After opening CHI Memorial Stadium this past August, Chattanooga Red Wolves SC is adding both new amenities and has begun construction on the broader mixed-use complex surrounding the stadium. | Photo courtesy Chattanooga Red Wolves SC
CHATTANOOGA, Tenn. – Having navigated a season as complex as the second in USL League One proved, it’s understandable that there were mixed emotions upon reflection for those that experienced it from the inside.
For Chattanooga Red Wolves President and General Manager Sean McDaniel, the contrast between what the club was able to bring to its city and fans with the opening of CHI Memorial Stadium and the work that had to be done behind the scenes to ensure the campaign ran smoothly was stark.
“I have to put [this season] into two categories,” said McDaniel recently. “The first category would be that I was glad that the Chattanooga Red Wolves were able to do something in our city for fans to be excited about. We’re still in the throes of COVID, so being able to play professional soccer here in Chattanooga in a new venue, it gave people hope. Hope for what lies ahead, hope that things will be better again someday, and so while it was a shortened season it was valuable to breathe life into the city.
“The second category, however, is that it was very challenging to say the least. Testing the players, keeping fans safe and segregated at the game, making sure we followed all of the rules that had to be followed for safety, particularly as we travelled. It really was an expensive year for us because of the burdens of managing COVID.”
In the big picture, however, the Red Wolves’ future has continued to take shape in the six weeks that have passed since the end of the season. While the club had to work against the clock to ensure a successful opening of CHI Memorial Stadium after the decision was made by the League One Board of Governors to play a reduced 2020 season – including the installation of the turf field and the main stands that welcomed fans this summer – much will be new when the 2021 campaign begins.
By then, the new 200-person executive suite complete with full-service food and beverage will be complete, as will eight sky suites, floodlights and a new videoboard that will add to the atmosphere and fan-friendly environment at Red Wolves home games.
“What’s really great to see today is those elements that were always going to come as the stadium comes to life now happening,” said McDaniel. “The way that the site plan lays out, the pieces are coming and the infrastructure to do so is happening as we speak, and the landscape as it looks today will look far different and better in less than a year. … That’s a credit to [Red Wolves Owner] Bob Martino and his vision and his investment in making this happen.”
A rendering of the mixed-use complex surrounding Chattanooga Red Wolves SC's CHI Memorial Stadium, which is now under construction.
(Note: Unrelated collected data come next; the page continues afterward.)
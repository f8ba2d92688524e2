use std::cell::RefCell;
use std::rc::Rc;

use crate::sched::FrameScheduler;

/// Collapses bursts of calls into at most one callback invocation per frame
/// tick.
///
/// The first [`call`](Self::call) after an idle period schedules the wrapped
/// callback for the next tick and captures that call's arguments. Every
/// further call before the tick fires is dropped outright, **arguments
/// included** — the invocation runs with the args of the call that did the
/// scheduling. First-call-wins is the contract, not an accident: unlike most
/// throttle helpers, later calls never refresh the captured args. Callers
/// that want latest-value semantics should read current state from inside
/// the callback instead.
///
/// After the callback runs (or after [`cancel`](Self::cancel)) the wrapper
/// is idle again and the next `call` schedules a fresh tick; instances are
/// reusable indefinitely. Cancelling and re-calling from inside the running
/// callback also works: the fresh request starts a new cycle whose first
/// caller wins.
///
/// Clones share one throttle — state and callback alike — the way a single
/// function value is shared by reference. Dropping handles does not cancel:
/// a scheduled invocation still fires even if every handle is gone. `cancel`
/// is the only suppression path.
///
/// Single-threaded by design, like the schedulers it drives.
pub struct FrameThrottle<S, A>
where
    S: FrameScheduler,
{
    scheduler: S,
    shared: Rc<Shared<A, S::Request>>,
}

struct Shared<A, R> {
    /// Pending-request marker plus the captured call.
    state: RefCell<State<A, R>>,

    /// Wrapped callback, in its own cell so the fire path can invoke it
    /// without holding the state borrow — reentrant calls from inside the
    /// callback must be ordinary no-ops, not borrow panics.
    callback: RefCell<Box<dyn FnMut(A)>>,
}

struct State<A, R> {
    request: Option<R>,
    captured: Option<A>,
}

impl<S, A> FrameThrottle<S, A>
where
    S: FrameScheduler,
    A: 'static,
{
    /// Wraps `callback`. Nothing is scheduled until the first `call`.
    pub fn new(scheduler: S, callback: impl FnMut(A) + 'static) -> Self {
        Self {
            scheduler,
            shared: Rc::new(Shared {
                state: RefCell::new(State {
                    request: None,
                    captured: None,
                }),
                callback: RefCell::new(Box::new(callback)),
            }),
        }
    }

    /// The throttled call. Schedules the callback for the next frame tick
    /// unless one is already outstanding, in which case `args` is dropped.
    ///
    /// Returns immediately in both cases; the callback only ever runs from
    /// the scheduler's tick.
    pub fn call(&self, args: A) {
        {
            let mut state = self.shared.state.borrow_mut();
            if state.request.is_some() {
                // A frame is already outstanding; this burst keeps the args
                // captured by the call that scheduled it.
                log::trace!("throttled call dropped, frame already scheduled");
                return;
            }
            state.captured = Some(args);
        }

        let shared = Rc::clone(&self.shared);
        let request = self
            .scheduler
            .schedule_frame(Box::new(move |_tick| fire(&shared)));
        self.shared.state.borrow_mut().request = Some(request);
        log::trace!("throttled call scheduled as {request:?}");
    }

    /// Cancels the scheduled invocation, if any. Idempotent; a no-op while
    /// idle.
    pub fn cancel(&self) {
        let request = {
            let mut state = self.shared.state.borrow_mut();
            state.captured = None;
            state.request.take()
        };

        if let Some(request) = request {
            self.scheduler.cancel_frame(request);
            log::trace!("throttled call {request:?} cancelled");
        }
    }

    /// True while a scheduled invocation is outstanding: from the `call`
    /// that scheduled it until the callback returns or `cancel` runs.
    pub fn is_scheduled(&self) -> bool {
        self.shared.state.borrow().request.is_some()
    }
}

impl<S, A> Clone for FrameThrottle<S, A>
where
    S: FrameScheduler + Clone,
{
    fn clone(&self) -> Self {
        Self {
            scheduler: self.scheduler.clone(),
            shared: Rc::clone(&self.shared),
        }
    }
}

/// Runs one scheduled invocation.
///
/// Order matters: the args are taken first, the callback runs while the
/// request marker is still set (so a call made from inside the callback sees
/// a pending frame and is dropped), and only then does the marker clear,
/// and only if it is still this invocation's own: a fresh request installed
/// by a reentrant cancel-then-call stays pending until its own fire. A panic
/// in the callback leaves the marker set, exactly like the underlying
/// platform pattern where the clear statement never runs.
fn fire<A, R>(shared: &Shared<A, R>)
where
    R: Copy + PartialEq,
{
    let (args, request) = {
        let mut state = shared.state.borrow_mut();
        (state.captured.take(), state.request)
    };

    // A cancel that raced this tick — issued by a sibling callback in the
    // same batch, after the queue was drained — leaves nothing captured.
    let Some(args) = args else { return };

    {
        let mut callback = shared.callback.borrow_mut();
        (*callback)(args);
    }

    // Ids are never reused, so equality means the marker is still ours.
    let mut state = shared.state.borrow_mut();
    if state.request == request {
        state.request = None;
    }
}

#[cfg(test)]
mod tests {
    use super::*;
    use crate::sched::ManualScheduler;

    /// Throttle wired to a recorder collecting every delivered argument.
    fn recorded(
        sched: &ManualScheduler,
    ) -> (FrameThrottle<ManualScheduler, u32>, Rc<RefCell<Vec<u32>>>) {
        let calls = Rc::new(RefCell::new(Vec::new()));
        let sink = Rc::clone(&calls);
        let throttle = FrameThrottle::new(sched.clone(), move |v: u32| sink.borrow_mut().push(v));
        (throttle, calls)
    }

    // ── call ──────────────────────────────────────────────────────────────

    #[test]
    fn burst_collapses_to_one_invocation_with_first_args() {
        let sched = ManualScheduler::new();
        let (throttle, calls) = recorded(&sched);

        throttle.call(1);
        throttle.call(2);
        throttle.call(3);

        // Nothing runs until the tick.
        assert!(calls.borrow().is_empty());

        sched.tick();
        assert_eq!(*calls.borrow(), vec![1]);
    }

    #[test]
    fn fire_returns_to_idle_and_the_next_call_schedules_again() {
        let sched = ManualScheduler::new();
        let (throttle, calls) = recorded(&sched);

        throttle.call(1);
        sched.tick();
        throttle.call(2);
        sched.tick();

        assert_eq!(*calls.borrow(), vec![1, 2]);
    }

    #[test]
    fn is_scheduled_tracks_the_state_machine() {
        let sched = ManualScheduler::new();
        let (throttle, _calls) = recorded(&sched);

        assert!(!throttle.is_scheduled());

        throttle.call(1);
        assert!(throttle.is_scheduled());

        sched.tick();
        assert!(!throttle.is_scheduled());

        throttle.call(2);
        throttle.cancel();
        assert!(!throttle.is_scheduled());
    }

    // ── cancel ────────────────────────────────────────────────────────────

    #[test]
    fn cancel_suppresses_the_scheduled_invocation() {
        let sched = ManualScheduler::new();
        let (throttle, calls) = recorded(&sched);

        throttle.call(1);
        throttle.cancel();
        sched.tick();

        assert!(calls.borrow().is_empty());
    }

    #[test]
    fn cancel_while_idle_is_a_noop() {
        let sched = ManualScheduler::new();
        let (throttle, calls) = recorded(&sched);

        throttle.cancel();
        sched.tick();

        assert!(calls.borrow().is_empty());
        assert!(!throttle.is_scheduled());
    }

    #[test]
    fn double_cancel_cancels_once_and_leaves_the_scheduler_usable() {
        let sched = ManualScheduler::new();
        let (throttle, calls) = recorded(&sched);

        throttle.call(1);
        throttle.cancel();
        throttle.cancel();

        throttle.call(2);
        sched.tick();

        assert_eq!(*calls.borrow(), vec![2]);
    }

    // ── sharing & reentrancy ──────────────────────────────────────────────

    #[test]
    fn clones_share_one_pending_slot() {
        let sched = ManualScheduler::new();
        let (throttle, calls) = recorded(&sched);
        let alias = throttle.clone();

        throttle.call(1);
        alias.call(2); // same instance: dropped
        assert!(alias.is_scheduled());

        sched.tick();
        assert_eq!(*calls.borrow(), vec![1]);

        alias.call(3);
        sched.tick();
        assert_eq!(*calls.borrow(), vec![1, 3]);
    }

    #[test]
    fn call_from_inside_the_callback_is_dropped() {
        let sched = ManualScheduler::new();
        let calls = Rc::new(RefCell::new(Vec::new()));
        let slot: Rc<RefCell<Option<FrameThrottle<ManualScheduler, u32>>>> =
            Rc::new(RefCell::new(None));

        let sink = Rc::clone(&calls);
        let reenter = Rc::clone(&slot);
        let throttle = FrameThrottle::new(sched.clone(), move |v: u32| {
            sink.borrow_mut().push(v);
            // Mid-fire the pending marker is still set, so this is dropped.
            if let Some(t) = reenter.borrow().as_ref() {
                t.call(99);
            }
        });
        *slot.borrow_mut() = Some(throttle.clone());

        throttle.call(1);
        sched.tick();

        assert_eq!(*calls.borrow(), vec![1]);
        assert_eq!(sched.pending(), 0);
        assert!(!throttle.is_scheduled());

        // Back to idle afterwards: a fresh call schedules normally.
        throttle.call(5);
        sched.tick();
        assert_eq!(*calls.borrow(), vec![1, 5]);
    }

    #[test]
    fn cancel_then_call_from_inside_the_callback_starts_a_fresh_cycle() {
        let sched = ManualScheduler::new();
        let calls = Rc::new(RefCell::new(Vec::new()));
        let slot: Rc<RefCell<Option<FrameThrottle<ManualScheduler, u32>>>> =
            Rc::new(RefCell::new(None));

        let sink = Rc::clone(&calls);
        let reenter = Rc::clone(&slot);
        let throttle = FrameThrottle::new(sched.clone(), move |v: u32| {
            sink.borrow_mut().push(v);
            if v == 1 {
                if let Some(t) = reenter.borrow().as_ref() {
                    t.cancel();
                    t.call(2); // idle again mid-fire: schedules a fresh frame
                }
            }
        });
        *slot.borrow_mut() = Some(throttle.clone());

        throttle.call(1);
        sched.tick();

        // The fresh request survives the outer fire's cleanup.
        assert!(throttle.is_scheduled());
        assert_eq!(sched.pending(), 1);

        // First-call-wins holds for the new cycle: this one is dropped.
        throttle.call(3);

        sched.tick();
        assert_eq!(*calls.borrow(), vec![1, 2]);
        assert!(!throttle.is_scheduled());
    }

    #[test]
    fn cancel_from_a_sibling_callback_in_the_same_tick_suppresses_the_victim() {
        let sched = ManualScheduler::new();
        let (victim, victim_calls) = recorded(&sched);

        let cancels = victim.clone();
        let canceller = FrameThrottle::new(sched.clone(), move |_: u32| cancels.cancel());

        canceller.call(0); // runs first in the batch
        victim.call(1);
        sched.tick();

        assert!(victim_calls.borrow().is_empty());
        assert!(!victim.is_scheduled());

        // The victim is idle, not wedged: it schedules again.
        victim.call(7);
        sched.tick();
        assert_eq!(*victim_calls.borrow(), vec![7]);
    }
}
Also underway is construction on the broader development, where ground has been broken and framework for the residential components has been put into place. The mixed-use complex – which will include residential, business and recreational spaces – is the key to the long-term future of the Red Wolves and its impact on the community, including the Red Wolves’ Academy.
With a similar development under construction by fellow League One club South Georgia Tormenta FC, McDaniel believes the future of League One’s expansion is going to see similar development projects form the foundation for the long-term success of the league.
“They need stadiums, they need proper places to play, and the whole real estate component to it is clearly the direction that professional soccer is moving,” said McDaniel. “I’m proud the Red Wolves are leading the way there.”
After Tuesday’s announcement of Central Valley Fuego FC to join League One in the 2022 season, the drive to move the league as a whole closer in line to the footprint of the Championship’s 30-plus clubs is now the main priority for both the league and its Board of Governors. Expanding regional footprints and reducing travel cost is a priority as the league continues to grow.
McDaniel, though, believes that the potential maturation of League One could come far more quickly than it did for the Championship, which this year celebrated its 10th season. It’s a view shared by USL leadership – USL VP of Communications & Public Relations Ryan Madden told the Fresno Bee’s Marek Warszaweki “It’s entirely possible that League One will double in size between now and the 2026 World Cup,” upon the introduction of Fuego FC.
As League One prepares for its third season, the light at the end of the tunnel for the Red Wolves and other clubs is growing brighter both for the opportunity to welcome packed venues once again, and to see the league’s continued rise.
“We are in our infancy,” said McDaniel. “I love the direction the league is moving in, the market size, the ownership groups, I think it’s important that we continue building beyond just having good soccer on Saturdays.
“I think the USL is growing the footprint of League One well, and quicker than they were able to achieve in the Championship. They were able to take what they did so well in the Championship and now apply it to League One, so I think we’ll see a much quicker rise in the success of League One because the USL has historical data to be able to do that.”